** Provided entries follows **

//! Main configuration types.
//!
//! This module provides the top-level [`RoutedocConfig`] struct and its builder.

use serde::{Deserialize, Serialize};

use crate::{ConfigError, DocsConfig, LogFormat, TelemetryConfigSection, ALLOWED_SCHEMES};

/// Complete routedoc configuration.
///
/// Use [`ConfigLoader`](crate::ConfigLoader) to load configuration from files
/// and environment variables.
///
/// # Example
///
/// ```
/// use routedoc_config::RoutedocConfig;
///
/// let config = RoutedocConfig::default();
/// assert!(config.docs.parse_route_parameters);
/// ```
#[derive(Debug, Clone, Serialize, Deserialize, PartialEq, Eq, Default)]
#[serde(deny_unknown_fields)]
pub struct RoutedocConfig {
    /// Documentation configuration.
    #[serde(default)]
    pub docs: DocsConfig,

    /// Telemetry configuration.
    #[serde(default)]
    pub telemetry: TelemetryConfigSection,
}

impl RoutedocConfig {
    /// Create a new configuration builder.
    #[must_use]
    pub fn builder() -> RoutedocConfigBuilder {
        RoutedocConfigBuilder::new()
    }

    /// Validate the configuration.
    ///
    /// # Errors
    ///
    /// Returns `ConfigError::InvalidValue` if:
    /// - The title is empty
    /// - `base_path` or `ui_path` does not start with `/`
    /// - A scheme is not one of http, https, ws, wss
    /// - The log level is not a valid filter directive
    pub fn validate(&self) -> Result<(), ConfigError> {
        let docs = &self.docs;

        if docs.title.trim().is_empty() {
            return Err(ConfigError::invalid_value("docs.title", "must not be empty"));
        }

        if let Some(base_path) = &docs.base_path {
            if !base_path.starts_with('/') {
                return Err(ConfigError::invalid_value(
                    "docs.base_path",
                    format!("must start with '/': {base_path}"),
                ));
            }
        }

        if !docs.ui_path.starts_with('/') {
            return Err(ConfigError::invalid_value(
                "docs.ui_path",
                format!("must start with '/': {}", docs.ui_path),
            ));
        }

        if let Some(scheme) = docs
            .schemes
            .iter()
            .find(|s| !ALLOWED_SCHEMES.contains(&s.as_str()))
        {
            return Err(ConfigError::invalid_value(
                "docs.schemes",
                format!("unsupported scheme '{scheme}', expected one of {ALLOWED_SCHEMES:?}"),
            ));
        }

        let logging = &self.telemetry.logging;
        if logging.enabled {
            routedoc_telemetry::create_env_filter(&logging.level)
                .map_err(|e| ConfigError::invalid_value("telemetry.logging.level", e.to_string()))?;
        }

        Ok(())
    }

    /// Development preset: pretty debug logs with source locations.
    ///
    /// # Example
    ///
    /// ```
    /// use routedoc_config::RoutedocConfig;
    ///
    /// let config = RoutedocConfig::development();
    /// assert_eq!(config.telemetry.logging.level, "debug");
    /// ```
    #[must_use]
    pub fn development() -> Self {
        let mut config = Self::default();

        config.telemetry.logging.level = "debug".to_string();
        config.telemetry.logging.format = LogFormat::Pretty;
        config.telemetry.logging.ansi_enabled = true;
        config.telemetry.logging.include_location = true;

        config
    }

    /// Production preset: JSON info logs, documents advertised over https.
    ///
    /// # Example
    ///
    /// ```
    /// use routedoc_config::{LogFormat, RoutedocConfig};
    ///
    /// let config = RoutedocConfig::production();
    /// assert_eq!(config.telemetry.logging.format, LogFormat::Json);
    /// ```
    #[must_use]
    pub fn production() -> Self {
        let mut config = Self::default();

        config.telemetry.logging.level = "info".to_string();
        config.telemetry.logging.format = LogFormat::Json;
        config.telemetry.logging.ansi_enabled = false;

        config.docs.schemes = vec!["https".to_string()];

        config
    }
}

/// Builder for [`RoutedocConfig`].
#[derive(Debug, Default)]
pub struct RoutedocConfigBuilder {
    docs: Option<DocsConfig>,
    telemetry: Option<TelemetryConfigSection>,
}

impl RoutedocConfigBuilder {
    /// Create a new builder with default values.
    #[must_use]
    pub fn new() -> Self {
        Self::default()
    }

    /// Set the documentation configuration.
    #[must_use]
    pub fn docs(mut self, docs: DocsConfig) -> Self {
        self.docs = Some(docs);
        self
    }

    /// Set the telemetry configuration.
    #[must_use]
    pub fn telemetry(mut self, telemetry: TelemetryConfigSection) -> Self {
        self.telemetry = Some(telemetry);
        self
    }

    /// Build the configuration. Unset sections use their defaults.
    #[must_use]
    pub fn build(self) -> RoutedocConfig {
        RoutedocConfig {
            docs: self.docs.unwrap_or_default(),
            telemetry: self.telemetry.unwrap_or_default(),
        }
    }

    /// Build and validate the configuration.
    ///
    /// # Errors
    ///
    /// Returns `ConfigError` if validation fails.
    pub fn build_validated(self) -> Result<RoutedocConfig, ConfigError> {
        let config = self.build();
        config.validate()?;
        Ok(config)
    }
}

#[cfg(test)]
mod tests {
    use super::*;
    use crate::LoggingConfig;

    fn with_docs(docs: DocsConfig) -> RoutedocConfig {
        RoutedocConfig::builder().docs(docs).build()
    }

    #[test]
    fn test_default_config_is_valid() {
        let config = RoutedocConfig::default();
        assert!(config.validate().is_ok());
        assert_eq!(config.telemetry.logging.level, "info");
    }

    #[test]
    fn test_builder_docs() {
        let config = with_docs(DocsConfig {
            title: "Pets".to_string(),
            ..Default::default()
        });

        assert_eq!(config.docs.title, "Pets");
        // Other sections use defaults
        assert_eq!(config.telemetry, TelemetryConfigSection::default());
    }

    #[test]
    fn test_validate_base_path() {
        let config = with_docs(DocsConfig {
            base_path: Some("api".to_string()),
            ..Default::default()
        });
        let err = config.validate().unwrap_err();
        assert!(err.to_string().contains("base_path"));

        let config = with_docs(DocsConfig {
            base_path: Some("/api".to_string()),
            ..Default::default()
        });
        assert!(config.validate().is_ok());
    }

    #[test]
    fn test_validate_ui_path() {
        let config = with_docs(DocsConfig {
            ui_path: "docs".to_string(),
            ..Default::default()
        });
        assert!(config.validate().unwrap_err().to_string().contains("ui_path"));
    }

    #[test]
    fn test_validate_schemes() {
        let config = with_docs(DocsConfig {
            schemes: vec!["https".to_string(), "ftp".to_string()],
            ..Default::default()
        });
        let err = config.validate().unwrap_err();
        assert!(err.to_string().contains("ftp"));
    }

    #[test]
    fn test_validate_empty_title() {
        let config = with_docs(DocsConfig {
            title: "  ".to_string(),
            ..Default::default()
        });
        assert!(config.validate().unwrap_err().to_string().contains("title"));
    }

    #[test]
    fn test_validate_log_level() {
        let config = RoutedocConfig::builder()
            .telemetry(TelemetryConfigSection {
                logging: LoggingConfig {
                    level: "routedoc=loud".to_string(),
                    ..Default::default()
                },
            })
            .build();
        assert!(config.validate().unwrap_err().to_string().contains("level"));
    }

    #[test]
    fn test_presets() {
        let dev = RoutedocConfig::development();
        assert_eq!(dev.telemetry.logging.format, LogFormat::Pretty);
        assert!(dev.telemetry.logging.include_location);
        assert!(dev.validate().is_ok());

        let prod = RoutedocConfig::production();
        assert_eq!(prod.telemetry.logging.format, LogFormat::Json);
        assert_eq!(prod.docs.schemes, vec!["https".to_string()]);
        assert!(prod.validate().is_ok());
    }

    #[test]
    fn test_build_validated() {
        assert!(RoutedocConfig::builder().build_validated().is_ok());

        let result = RoutedocConfig::builder()
            .docs(DocsConfig {
                base_path: Some("relative".to_string()),
                ..Default::default()
            })
            .build_validated();
        assert!(result.is_err());
    }

    #[test]
    fn test_toml_round_trip_sections() {
        let toml_str = toml::to_string_pretty(&RoutedocConfig::default()).unwrap();
        assert!(toml_str.contains("[docs]"));
        assert!(toml_str.contains("[telemetry.logging]"));
    }

    #[test]
    fn test_unknown_section_rejected() {
        let toml_str = r#"
            [server]
            http_addr = "127.0.0.1:8000"
        "#;
        let result: Result<RoutedocConfig, _> = toml::from_str(toml_str);
        assert!(result.is_err());
    }
}
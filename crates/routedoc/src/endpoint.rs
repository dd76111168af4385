//! Registered route handle.
//!
//! An [`Endpoint`] pairs a route with the operation documenting it. Route
//! setters keep the operation in step: new placeholders introduced by a
//! prefix, domain or URI change gain path parameters, and a new action
//! re-derives the operationId.

use routedoc_docs::{
    camel_case, reconcile, DocsOptions, Operation, ParameterDescription, ParameterLocation,
    ParameterOverrides, SchemaType,
};
use routedoc_router::{IntoRouteAction, Route, RouteDefinition};

use crate::error::RoutedocResult;

/// Mutable handle on a registered route and its operation.
#[derive(Debug)]
pub struct Endpoint<'a> {
    route: &'a mut Route,
    operation: &'a mut Operation,
    overrides: &'a ParameterOverrides,
    options: DocsOptions,
}

impl<'a> Endpoint<'a> {
    pub(crate) fn new(
        route: &'a mut Route,
        operation: &'a mut Operation,
        overrides: &'a ParameterOverrides,
        options: DocsOptions,
    ) -> Self {
        Self {
            route,
            operation,
            overrides,
            options,
        }
    }

    /// The route.
    pub fn route(&self) -> &Route {
        self.route
    }

    /// The operation documenting the route.
    pub fn operation(&self) -> &Operation {
        self.operation
    }

    /// Mutable access to the operation.
    pub fn operation_mut(&mut self) -> &mut Operation {
        self.operation
    }

    /// Appends to the route name.
    pub fn name(&mut self, name: &str) -> &mut Self {
        self.route.set_name(name);
        self
    }

    /// Prefixes the route URI.
    pub fn prefix(&mut self, prefix: &str) -> &mut Self {
        self.route.set_prefix(prefix);
        self.sync_path_parameters()
    }

    /// Sets or clears the domain constraint.
    pub fn domain(&mut self, domain: Option<&str>) -> &mut Self {
        self.route.set_domain(domain);
        self.sync_path_parameters()
    }

    /// Replaces the route URI.
    pub fn set_uri(&mut self, uri: &str) -> &mut Self {
        self.route.set_uri(uri);
        self.sync_path_parameters()
    }

    /// Constrains a placeholder with a pattern.
    pub fn where_(&mut self, name: &str, expression: &str) -> &mut Self {
        self.route.add_where(name, expression);
        self
    }

    /// Attaches middleware names.
    pub fn middleware<I, S>(&mut self, middleware: I) -> &mut Self
    where
        I: IntoIterator<Item = S>,
        S: Into<String>,
    {
        self.route.add_middleware(middleware);
        self
    }

    /// Tags the route and its operation.
    pub fn tags<I, S>(&mut self, tags: I) -> &mut Self
    where
        I: IntoIterator<Item = S>,
        S: Into<String>,
    {
        for tag in tags {
            let tag = tag.into();
            self.operation.add_tag(&tag);
            self.route.add_tags([tag]);
        }
        self
    }

    /// Sets a placeholder default.
    pub fn defaults(&mut self, key: &str, value: &str) -> &mut Self {
        self.route.set_default(key, value);
        self
    }

    /// Replaces the action; the operationId follows the new action method.
    pub fn uses(&mut self, action: impl IntoRouteAction) -> RoutedocResult<&mut Self> {
        let action = action.into_route_action()?;
        self.operation.operation_id =
            (!action.is_closure()).then(|| camel_case(action.method()));
        self.route.set_action(action);
        Ok(self)
    }

    /// Route URI.
    pub fn uri(&self) -> &str {
        self.route.uri()
    }

    /// Route name.
    pub fn get_name(&self) -> Option<&str> {
        self.route.name()
    }

    /// Method name of the action.
    pub fn get_action_method(&self) -> &str {
        self.route.action_method()
    }

    /// Full action name, `Controller@method` or `Closure`.
    pub fn get_action_name(&self) -> String {
        self.route.action_name()
    }

    /// Domain constraint.
    pub fn get_domain(&self) -> Option<&str> {
        self.route.domain()
    }

    /// Recorded prefix.
    pub fn get_prefix(&self) -> Option<&str> {
        self.route.prefix()
    }

    /// Registers a header parameter.
    pub fn add_header_parameter<'d>(
        &mut self,
        name: &str,
        description: impl Into<ParameterDescription<'d>>,
        required: bool,
        param_type: SchemaType,
    ) -> &mut Self {
        self.operation
            .add_header_parameter(name, description, required, param_type);
        self
    }

    /// Registers a query parameter.
    pub fn add_query_parameter<'d>(
        &mut self,
        name: &str,
        description: impl Into<ParameterDescription<'d>>,
        required: bool,
        param_type: SchemaType,
    ) -> &mut Self {
        self.operation
            .add_query_parameter(name, description, required, param_type);
        self
    }

    /// Registers a path parameter.
    pub fn add_path_parameter<'d>(
        &mut self,
        name: &str,
        description: impl Into<ParameterDescription<'d>>,
        required: bool,
        param_type: SchemaType,
    ) -> &mut Self {
        self.operation
            .add_path_parameter(name, description, required, param_type);
        self
    }

    /// Registers a form field.
    pub fn add_form_data_parameter<'d>(
        &mut self,
        name: &str,
        description: impl Into<ParameterDescription<'d>>,
        required: bool,
        param_type: SchemaType,
    ) -> &mut Self {
        self.operation
            .add_form_data_parameter(name, description, required, param_type);
        self
    }

    /// Registers a body parameter.
    pub fn add_body_parameter<'d>(
        &mut self,
        name: &str,
        description: impl Into<ParameterDescription<'d>>,
        required: bool,
    ) -> &mut Self {
        self.operation.add_body_parameter(name, description, required);
        self
    }

    /// Registers parameters from validation rules.
    pub fn add_rules<I, K, V>(
        &mut self,
        location: ParameterLocation,
        rules: I,
    ) -> RoutedocResult<&mut Self>
    where
        I: IntoIterator<Item = (K, V)>,
        K: AsRef<str>,
        V: AsRef<str>,
    {
        self.operation.add_rules(location, rules)?;
        Ok(self)
    }

    /// Sets the response for a status code.
    pub fn add_response(&mut self, code: u16, description: &str) -> &mut Self {
        self.operation.add_response(code, description);
        self
    }

    /// Sets the summary.
    pub fn summary(&mut self, summary: &str) -> &mut Self {
        self.operation.set_summary(summary);
        self
    }

    /// Sets the description.
    pub fn description(&mut self, description: &str) -> &mut Self {
        self.operation.set_description(description);
        self
    }

    /// Overrides the derived operationId.
    pub fn operation_id(&mut self, operation_id: &str) -> &mut Self {
        self.operation.set_operation_id(operation_id);
        self
    }

    /// Marks the operation deprecated.
    pub fn deprecated(&mut self) -> &mut Self {
        self.operation.deprecated = true;
        self
    }

    fn sync_path_parameters(&mut self) -> &mut Self {
        if !self.options.parse_route_parameters {
            return self;
        }

        let template = self.route.template();
        for parameter in reconcile(&template, self.overrides, self.options.override_mode) {
            if self
                .operation
                .parameter(parameter.location, &parameter.name)
                .is_none()
            {
                self.operation.add_parameter(parameter);
            }
        }
        self
    }
}
//! Route parameter reconciliation.
//!
//! Turns the placeholders of a URI template into the path parameters of an
//! operation, substituting shared parameter definitions where one is
//! registered under the placeholder's raw text.

use std::sync::Arc;

use indexmap::IndexMap;
use routedoc_router::path_tokens;
use serde::{Deserialize, Serialize};

use crate::swagger::Parameter;

/// Shared parameter definitions keyed by placeholder text.
pub type ParameterOverrides = IndexMap<String, Arc<Parameter>>;

/// How a shared definition is attached when it matches a placeholder.
#[derive(Debug, Clone, Copy, Default, PartialEq, Eq, Serialize, Deserialize)]
#[serde(rename_all = "lowercase")]
pub enum OverrideMode {
    /// Attach the shared definition itself. Its own `required` flag is kept
    /// even when the placeholder says otherwise.
    #[default]
    Passthrough,
    /// Attach a copy whose `required` flag follows the placeholder:
    /// `{name}` forces required, `{name?}` clears it.
    Adjusted,
}

/// Builds the path parameters for a URI template.
///
/// One parameter is produced per `{...}` token, in template order:
///
/// - a token whose raw text (including a trailing `?`) is a key of
///   `overrides` yields that shared definition, attached per `mode`;
/// - any other token yields a fresh string path parameter named after the
///   token with `?` trimmed, required unless the token ends with `?`.
///
/// Duplicate tokens produce duplicate entries; callers attaching the result
/// to an operation collapse them by (location, name).
///
/// # Example
///
/// ```rust
/// use routedoc_docs::{reconcile, OverrideMode, ParameterOverrides};
///
/// let params = reconcile(
///     "/users/{userId}/posts/{postId?}",
///     &ParameterOverrides::new(),
///     OverrideMode::Passthrough,
/// );
///
/// assert_eq!(params.len(), 2);
/// assert!(params[0].required);
/// assert!(!params[1].required);
/// ```
#[must_use]
pub fn reconcile(
    template: &str,
    overrides: &ParameterOverrides,
    mode: OverrideMode,
) -> Vec<Arc<Parameter>> {
    path_tokens(template)
        .into_iter()
        .map(|token| match overrides.get(&token.raw) {
            Some(shared) => match mode {
                OverrideMode::Passthrough => Arc::clone(shared),
                OverrideMode::Adjusted => {
                    let mut adjusted = Parameter::clone(shared);
                    adjusted.required = token.required;
                    Arc::new(adjusted)
                }
            },
            None => Arc::new(Parameter::path(token.name, token.required)),
        })
        .collect()
}

#[cfg(test)]
mod tests {
    use super::*;
    use crate::swagger::{ParameterLocation, SchemaType};
    use proptest::prelude::*;

    fn shared(name: &str, required: bool) -> Arc<Parameter> {
        let mut param = Parameter::new(name, ParameterLocation::Path)
            .with_type(SchemaType::Integer)
            .with_description("Shared definition");
        param.required = required;
        Arc::new(param)
    }

    #[test]
    fn test_reconcile_synthesizes_path_parameters() {
        let params = reconcile(
            "/users/{userId}/posts/{postId?}",
            &ParameterOverrides::new(),
            OverrideMode::Passthrough,
        );

        assert_eq!(params.len(), 2);
        assert_eq!(*params[0], Parameter::path("userId", true));
        assert_eq!(*params[1], Parameter::path("postId", false));
        assert_eq!(params[1].param_type, Some(SchemaType::String));
        assert_eq!(params[1].location, ParameterLocation::Path);
        assert!(params[1].description.is_none());
    }

    #[test]
    fn test_reconcile_empty_template() {
        let params = reconcile("", &ParameterOverrides::new(), OverrideMode::Passthrough);
        assert!(params.is_empty());
    }

    #[test]
    fn test_reconcile_passthrough_keeps_identity() {
        let def = shared("id", false);
        let mut overrides = ParameterOverrides::new();
        overrides.insert("id".to_string(), Arc::clone(&def));

        let params = reconcile("/users/{id}", &overrides, OverrideMode::Passthrough);

        assert_eq!(params.len(), 1);
        assert!(Arc::ptr_eq(&params[0], &def));
        // The shared flag wins over the required placeholder.
        assert!(!params[0].required);
    }

    #[test]
    fn test_reconcile_adjusted_follows_placeholder() {
        let def = shared("id", false);
        let mut overrides = ParameterOverrides::new();
        overrides.insert("id".to_string(), Arc::clone(&def));

        let params = reconcile("/users/{id}", &overrides, OverrideMode::Adjusted);

        assert!(!Arc::ptr_eq(&params[0], &def));
        assert!(params[0].required);
        assert_eq!(params[0].description.as_deref(), Some("Shared definition"));
        assert!(!def.required);
    }

    #[test]
    fn test_reconcile_adjusted_optional_clears_required() {
        let def = shared("slug", true);
        let mut overrides = ParameterOverrides::new();
        overrides.insert("slug?".to_string(), Arc::clone(&def));

        let params = reconcile("/posts/{slug?}", &overrides, OverrideMode::Adjusted);
        assert!(!params[0].required);
        assert!(def.required);
    }

    #[test]
    fn test_reconcile_override_matches_raw_token_only() {
        let def = shared("id", true);
        let mut overrides = ParameterOverrides::new();
        overrides.insert("id".to_string(), Arc::clone(&def));

        let params = reconcile("/users/{id?}", &overrides, OverrideMode::Passthrough);

        assert!(!Arc::ptr_eq(&params[0], &def));
        assert_eq!(*params[0], Parameter::path("id", false));
    }

    #[test]
    fn test_reconcile_duplicate_tokens() {
        let params = reconcile("/{id}/{id}", &ParameterOverrides::new(), OverrideMode::Passthrough);
        assert_eq!(params.len(), 2);
    }

    #[test]
    fn test_reconcile_question_mark_only() {
        let params = reconcile("/{?}", &ParameterOverrides::new(), OverrideMode::Passthrough);
        assert_eq!(params[0].name, "");
        assert!(!params[0].required);
    }

    proptest! {
        #[test]
        fn prop_one_parameter_per_token(
            names in proptest::collection::vec("[a-z]{1,6}\\??", 0..6),
            literal in "[a-z/]{0,6}",
        ) {
            let template: String = names
                .iter()
                .map(|n| format!("{literal}/{{{n}}}"))
                .collect();
            let params =
                reconcile(&template, &ParameterOverrides::new(), OverrideMode::Passthrough);

            prop_assert_eq!(params.len(), names.len());
            for (param, raw) in params.iter().zip(&names) {
                prop_assert_eq!(param.name.as_str(), raw.trim_matches('?'));
                prop_assert_eq!(param.required, !raw.ends_with('?'));
            }
        }
    }
}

** End of Provided entries **

■ **Work to be completed**
Across the entries above, how many lines include "Returns"? State only that number.

■ **Result for this exercise**
2